Copyright Office Rejects CARP Recommendations
dave-fu writes "This just in: webcasters can breathe a sigh of relief as common sense and good taste has won out over stuffed suits and greased pockets--CARP has been rejected. If you weren't aware of it, CARP would have imposed exorbitant fees on webcasters, effectively killing webcasting radiostations, or at least preventing them from playing all (American) copyrighted music." See our previous story, or saveinternetradio.org, or read through the Copyright Office page linked above for background information. I wouldn't rejoice just yet - while webcasters argued that the proposed rates were way too high, the RIAA argued that they were way too low. There will still be royalty rates set by the Copyright Office, and the final rates may not be anything to cheer about.
Yay for me!
Put a carp in their pockets. Works for me...
Oh well. Sixth psot?
PIST FR0ST!!! HAX HAX!!!
Boba Fett is a Mexican??!?
eatme YOU ARE SO LEET wow this is great !!

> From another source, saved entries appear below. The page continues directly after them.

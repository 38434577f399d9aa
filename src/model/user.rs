use chrono::{Local, NaiveDate, NaiveDateTime};
use derive_more::Display;
use serde::{Deserialize, Serialize};
use utoipa::ToSchema;

use crate::auth::password::hash_password;
use crate::error::{AppError, AppResult, FieldErrors};

pub const USERNAME_MAX: usize = 150;

#[derive(Debug, Clone, Copy, PartialEq, Eq, Display, Serialize, Deserialize, ToSchema)]
pub enum Gender {
    #[display(fmt = "男")]
    M,
    #[display(fmt = "女")]
    F,
}

impl Gender {
    pub fn code(&self) -> &'static str {
        match self {
            Gender::M => "M",
            Gender::F => "F",
        }
    }

    pub fn from_code(code: &str) -> Option<Self> {
        match code {
            "M" => Some(Gender::M),
            "F" => Some(Gender::F),
            _ => None,
        }
    }
}

/// An employee account, as stored in `users`.
#[derive(Debug, Clone, Serialize, Deserialize, sqlx::FromRow, ToSchema)]
pub struct MyUser {
    #[schema(example = 1)]
    pub id: u64,
    #[schema(example = "zhangsan")]
    pub username: String,
    /// argon2 PHC string
    #[serde(skip_serializing)]
    pub password: String,
    pub card_number: Option<String>,
    pub card_number_attendance: Option<String>,
    #[schema(example = "张三")]
    pub name: Option<String>,
    pub idcard: Option<String>,
    pub bank_card: Option<String>,
    pub mobile: Option<String>,
    pub email: Option<String>,
    #[schema(value_type = Option<String>, format = "date")]
    pub birth: Option<NaiveDate>,
    #[schema(example = "M")]
    pub gender: Option<String>,
    pub remark: Option<String>,
    pub wage_type_id: Option<u64>,
    pub work_type_id: Option<u64>,
    pub attendance_shift_id: Option<u64>,
    pub position_id: Option<u64>,
    pub departure_type_id: Option<u64>,
    pub operator_id: Option<u64>,
    pub operator_last_id: Option<u64>,
    #[schema(value_type = Option<String>, format = "date")]
    pub date_joined_company: Option<NaiveDate>,
    #[schema(value_type = Option<String>, format = "date-time")]
    pub operator_time: Option<NaiveDateTime>,
    #[schema(value_type = Option<String>, format = "date-time")]
    pub operator_last_time: Option<NaiveDateTime>,
    #[schema(value_type = Option<String>, format = "date-time")]
    pub last_login: Option<NaiveDateTime>,
    pub is_staff: bool,
    pub is_active: bool,
    pub is_superuser: bool,
}

impl MyUser {
    pub fn full_name(&self) -> Option<&str> {
        self.name.as_deref()
    }

    pub fn short_name(&self) -> Option<&str> {
        self.name.as_deref()
    }

    pub fn gender_label(&self) -> Option<String> {
        self.gender
            .as_deref()
            .and_then(Gender::from_code)
            .map(|g| g.to_string())
    }
}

A professor at the University of Mississippi is giving a
lecture on the supernatural. To get a feel for his
audience, he asks: "How many people here believe in
ghostses?" About 90 students raise their hands.
"Well, that's a good start. Out of those of you who
believe in ghostses, do any of you think you've ever seen
a ghostse?" About 40 students raise their hands.
"That's really good. Has anyone here ever talked to a
ghostse?" 15 students raise their hands.
"That's great. Has anyone here ever touched a ghostse?" 3
students raise their hands.
"That's fantastic. But let me ask you one question
further... Have any of you ever made love to a ghostse?"
One student way in the back raises his hand.
The professor is astonished and says, "Son, all the
years I've been giving this lecture, no one has ever
claimed to have slept with a ghostse. You've got to come
up here and tell us about your experience."
The redneck student replies with a nod and a grin, and
begins to make his way up to the podium. The professor
says, "Well, tell us what it's like to have sex with
ghostse."
The student replies, "Ghostse?!? From ah-way back there ah
thought yuh said "goatse."
"In 1847 a Commission of Enquiry into the state of education in Wales was set up - by three monoglot Englishmen! They concluded that: "The Welsh language is a vast drawback to Wales and a manifold barrier to the moral progress and commercial prosperity of the people. It is not easy to over-estimate its evil effects.' In 1866 The Times newspaper concluded that the Welsh language was 'the curse of Wales'".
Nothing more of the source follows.